Uma fotografia, de frente, de Mané Garrincha há de nos levar a duas conclusões possíveis: os que não conhecem a sua obra terão convicção de que ele foi apenas um “torto”; os que se emocionaram com seus lances geniais haverão de dizê-lo “anjo”, mesmo que "torto".
Porém, o mais fantástico jogador que o mundo já produziu – Pelé não conta – só foi possível porque ele nasceu no país chamado Brasil e num tempo em que o mundo do lado de fora de qualquer casa que merecesse este nome era formado por incontáveis campos de futebol.

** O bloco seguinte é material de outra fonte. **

//! One-shot job lifecycle tests.
//!
//! Tests that verify jobs move from submission to a terminal state through
//! retries, failures, cancellation, delays and slot limits.

use deferq::testing::{EchoWorker, FailingWorker, GatedWorker, PanickingWorker, ScriptedWorker, TestHarness};
use deferq::{
    BackoffPolicy, Clock, Data, Event, FailureCause, JobRequest, JobState, OutOfQuotaPolicy,
    StopReason, WorkResult,
};
use std::sync::Arc;
use std::time::Duration;

use crate::common::{RecordingHandler, request};

#[tokio::test]
async fn test_job_runs_to_success_with_output() {
    let h = TestHarness::new().with_worker("echo", EchoWorker).start();

    let input = Data::new().with("file", "photo.jpg").with("size", 42);
    let id = h
        .store
        .submit(JobRequest::builder("echo").input(input.clone()).build().unwrap())
        .await
        .unwrap();

    let record = h.wait_for_state(&id, JobState::Succeeded).await;
    assert_eq!(record.output, input);
    assert_eq!(record.run_attempt_count, 1);
    assert!(record.finished_at.is_some());
    assert!(record.execution_id.is_none());

    h.shutdown().await.unwrap();
}

#[tokio::test]
async fn test_retry_waits_for_backoff() {
    let worker = Arc::new(FailingWorker::retrying(2));
    let h = TestHarness::new()
        .with_shared_worker("flaky", worker.clone())
        .start();

    let id = h
        .store
        .submit(
            JobRequest::builder("flaky")
                .backoff(BackoffPolicy::linear(Duration::from_secs(30)))
                .build()
                .unwrap(),
        )
        .await
        .unwrap();

    let record = h
        .wait_for(
            &id,
            |r| r.state == JobState::Enqueued && r.run_attempt_count == 1,
            "first retry",
        )
        .await;
    let expected = h.clock.now() + chrono::Duration::seconds(30);
    assert_eq!(record.next_run_at, expected);

    // Nothing runs until the backoff has elapsed.
    tokio::time::sleep(Duration::from_millis(100)).await;
    assert_eq!(worker.call_count(), 1);

    h.driver.advance(Duration::from_secs(30));
    let record = h
        .wait_for(
            &id,
            |r| r.state == JobState::Enqueued && r.run_attempt_count == 2,
            "second retry",
        )
        .await;
    let expected = h.clock.now() + chrono::Duration::seconds(60);
    assert_eq!(record.next_run_at, expected);

    h.driver.advance(Duration::from_secs(60));
    let record = h.wait_for_state(&id, JobState::Succeeded).await;
    assert_eq!(record.run_attempt_count, 3);
    assert_eq!(worker.call_count(), 3);

    h.shutdown().await.unwrap();
}

#[tokio::test]
async fn test_retries_exhausted() {
    let h = TestHarness::new()
        .with_worker("flaky", FailingWorker::retrying(u32::MAX))
        .start();

    let id = h
        .store
        .submit(JobRequest::builder("flaky").max_retries(1).build().unwrap())
        .await
        .unwrap();

    h.wait_for(
        &id,
        |r| r.state == JobState::Enqueued && r.run_attempt_count == 1,
        "first retry",
    )
    .await;
    h.driver.advance(Duration::from_secs(30));

    let record = h.wait_for_state(&id, JobState::Failed).await;
    assert_eq!(
        record.failure,
        Some(FailureCause::RetriesExhausted { attempts: 2 })
    );

    h.shutdown().await.unwrap();
}

#[tokio::test]
async fn test_permanent_failure_is_reported() {
    let recorder = RecordingHandler::new();
    let bus = recorder.bus().await;
    let h = TestHarness::new()
        .with_worker("upload", FailingWorker::always().with_message("disk full"))
        .start_with(|s| s.with_event_bus(bus));

    let id = h.store.submit(request("upload")).await.unwrap();

    let record = h.wait_for_state(&id, JobState::Failed).await;
    assert_eq!(
        record.failure,
        Some(FailureCause::Worker("disk full".to_string()))
    );
    assert_eq!(record.run_attempt_count, 1);

    h.shutdown().await.unwrap();

    let failed = recorder
        .count(|e| matches!(e, Event::JobFailed { job_id, .. } if *job_id == id))
        .await;
    assert_eq!(failed, 1);
}

#[tokio::test]
async fn test_unknown_job_type_fails() {
    let h = TestHarness::new().start();

    let id = h.store.submit(request("missing")).await.unwrap();

    let record = h.wait_for_state(&id, JobState::Failed).await;
    assert_eq!(
        record.failure,
        Some(FailureCause::UnknownJobType("missing".to_string()))
    );

    h.shutdown().await.unwrap();
}

#[tokio::test]
async fn test_panicking_worker_fails_the_job() {
    let h = TestHarness::new()
        .with_blocking_worker("boom", PanickingWorker)
        .start();

    let id = h.store.submit(request("boom")).await.unwrap();

    let record = h.wait_for_state(&id, JobState::Failed).await;
    assert_eq!(
        record.failure,
        Some(FailureCause::Panicked("worker exploded".to_string()))
    );

    h.shutdown().await.unwrap();
}

#[tokio::test]
async fn test_cancel_running_job() {
    let recorder = RecordingHandler::new();
    let bus = recorder.bus().await;
    let gate = Arc::new(GatedWorker::new(WorkResult::success()));
    let h = TestHarness::new()
        .with_shared_worker("slow", gate.clone())
        .start_with(|s| s.with_event_bus(bus));

    let id = h.store.submit(request("slow")).await.unwrap();
    h.wait_for_state(&id, JobState::Running).await;

    assert_eq!(h.store.cancel(&id).await.unwrap(), 1);

    let record = h.wait_for_state(&id, JobState::Cancelled).await;
    assert_eq!(record.stop_reason, StopReason::CancelledByCaller);

    // A late result must not resurrect the record.
    gate.release();
    tokio::time::sleep(Duration::from_millis(100)).await;
    let record = h.store.get(&id).await.unwrap().unwrap();
    assert_eq!(record.state, JobState::Cancelled);

    h.shutdown().await.unwrap();

    let stopped = recorder
        .count(|e| {
            matches!(
                e,
                Event::JobStopped { reason: StopReason::CancelledByCaller, .. }
            )
        })
        .await;
    assert_eq!(stopped, 1);
}

#[tokio::test]
async fn test_initial_delay_is_honored() {
    let h = TestHarness::new().with_worker("echo", EchoWorker).start();

    let id = h
        .store
        .submit(
            JobRequest::builder("echo")
                .initial_delay(Duration::from_secs(3600))
                .build()
                .unwrap(),
        )
        .await
        .unwrap();

    tokio::time::sleep(Duration::from_millis(100)).await;
    let record = h.store.get(&id).await.unwrap().unwrap();
    assert_eq!(record.state, JobState::Enqueued);

    h.driver.advance(Duration::from_secs(3600));
    h.wait_for_state(&id, JobState::Succeeded).await;

    h.shutdown().await.unwrap();
}

#[tokio::test]
async fn test_initial_delay_can_be_forced() {
    let h = TestHarness::new().with_worker("echo", EchoWorker).start();

    let id = h
        .store
        .submit(
            JobRequest::builder("echo")
                .initial_delay(Duration::from_secs(3600))
                .build()
                .unwrap(),
        )
        .await
        .unwrap();

    h.driver.set_initial_delay_met(&id).await.unwrap();
    h.wait_for_state(&id, JobState::Succeeded).await;

    h.shutdown().await.unwrap();
}

#[tokio::test]
async fn test_worker_slots_limit_concurrency() {
    let gate = Arc::new(GatedWorker::new(WorkResult::success()));
    let h = TestHarness::new()
        .with_shared_worker("slow", gate.clone())
        .start_with(|s| s.with_max_concurrent_workers(1));

    let first = h.store.submit(request("slow")).await.unwrap();
    let second = h.store.submit(request("slow")).await.unwrap();

    h.wait_for_state(&first, JobState::Running).await;
    tokio::time::sleep(Duration::from_millis(100)).await;
    let record = h.store.get(&second).await.unwrap().unwrap();
    assert_eq!(record.state, JobState::Enqueued);
    assert_eq!(gate.started(), 1);

    gate.release();
    h.wait_for_state(&first, JobState::Succeeded).await;
    h.wait_for_state(&second, JobState::Running).await;

    gate.release();
    h.wait_for_state(&second, JobState::Succeeded).await;

    h.shutdown().await.unwrap();
}

#[tokio::test]
async fn test_expedited_work_starts_first() {
    let worker = Arc::new(ScriptedWorker::new([WorkResult::success()]));
    let harness = TestHarness::new().with_shared_worker("send", worker.clone());

    let normal = harness.store().submit(request("send")).await.unwrap();
    let urgent = harness
        .store()
        .submit(
            JobRequest::builder("send")
                .expedited(OutOfQuotaPolicy::RunAsNonExpedited)
                .build()
                .unwrap(),
        )
        .await
        .unwrap();

    let h = harness.start_with(|s| s.with_max_concurrent_workers(1));
    h.wait_for_state(&normal, JobState::Succeeded).await;
    h.wait_for_state(&urgent, JobState::Succeeded).await;

    let order: Vec<_> = worker
        .contexts()
        .await
        .iter()
        .map(|ctx| *ctx.job_id())
        .collect();
    assert_eq!(order, vec![urgent, normal]);

    h.shutdown().await.unwrap();
}

#[tokio::test]
async fn test_expedited_over_quota_is_dropped() {
    let harness = TestHarness::new().with_worker("send", EchoWorker);

    let expedited = || {
        JobRequest::builder("send")
            .expedited(OutOfQuotaPolicy::Drop)
            .build()
            .unwrap()
    };
    let first = harness.store().submit(expedited()).await.unwrap();
    let second = harness.store().submit(expedited()).await.unwrap();

    let h = harness.start_with(|s| s.with_expedited_quota(1, Duration::from_secs(600)));

    h.wait_for_state(&first, JobState::Succeeded).await;
    let record = h.wait_for_state(&second, JobState::Failed).await;
    assert_eq!(record.failure, Some(FailureCause::QuotaExceeded));
    assert_eq!(record.stop_reason, StopReason::Quota);

    h.shutdown().await.unwrap();
}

O resto é o talento, que não haveria de servir, imagino, para um praticante de tênis. Se Garrincha tinha algo errado, ao que parece, foi isto que o levou a dar tão certo em sua curta e mágica passagem pela vida.
A Natureza também tem seus truques, que a Ciência, paciente e persistente, trata de desvendar – ou de tentar fazê-lo.
O “design inteligente” é ponta de lança dos criacionistas - aqueles que ainda rejeitam a Teoria da Evolução, a mais bela que a humanidade já conheceu (se preciso, queimam até os livros sobre o tema). O exemplo preferido pelos fundamentalistas anti-Darwin? O olho humano, resultado inegável de uma "inteligência superior", que o teria desenvolvido num piscar de olhos.
Eis que entra em cena o brilhante cientista Richard Dawkins, talvez mais conhecido pelo ódio de que é alvo – e também cultiva – de fanáticos religiosos. Diz ele em “O maior espetáculo da Terra - As evidências da Evolução”:
- É caso de devolução, pois não é só um projeto malfeito, é o projeto de um completo idiota.
É ler antes de xingar: o cientista relaciona uma série de fatores anatômicos e fisiológicos “absurdos”, ressaltando o fato de que “a retina está de trás para frente”. Como funciona, então? O cérebro compensa com seu sofisticado software de simulação de imagem, fazendo “um impressionante trabalho de limpeza”.
Para que o errado desse certo, eis o busílis, foram necessários milhões de anos, e não menos mutações, para que a Seleção Natural nos trouxesse até aqui enxergando muito bem, obrigado.
Mas também é verdade que, às vezes, uma força maior atua e assume a responsabilidade pelas consequências dos erros mais evidentes – fazendo-os dar certo. O exemplo clássico é o teclado Qwerty, esse que nós usamos nos computadores, ainda hoje, e que foi criado para as primeiras máquinas de escrever.
Projetado em 1873, ele é considerado uma proeza de antiengenharia: concentra as letras mais comuns no lado esquerdo, obrigando-nos a ser mais lentos do que deveríamos e/ou poderíamos ao digitar um texto. Não foi o acaso – como na Natureza – que atuou aqui. As primeiras máquinas de escrever enganchavam as teclas se o datilógrafo era veloz. Seu objetivo, portanto, era serenar a sofreguidão do escritor.
Quando o emperramento deixou de existir, surgiu um novo teclado - em 1932 - seguindo a lógica: letras mais frequentes do lado direito (a maioria das pessoas é destra), duplicando a velocidade do datilógrafo e reduzindo o esforço em 95%. O que seria um sucesso virou um retumbante fracasso. O Qwerty – são as primeiras seis letras do teclado, da esquerda para a direita – já havia se consolidado no mercado, formando professores e alunos de datilografia, com altos investimentos na indústria etc.
Foi uma força maior – a econômica – quem transformou, sem traumas, o errado no certo.
E quanto ao Homem?
Diz-nos Carl Sagan, o mais importante difusor da Ciência no século XX, que se considerarmos o surgimento de todas as formas de vida no planeta no período de um único e imaginário ano, a nossa espécie teria nascido no último segundo do dia 31 de dezembro.
É cedo demais, portanto, para concluirmos se o errado deu certo ou vice-versa. Mas há sérias desconfianças de que a Seleção Natural ainda trabalha, silenciosamente, como convém, para “produzir” algo melhor.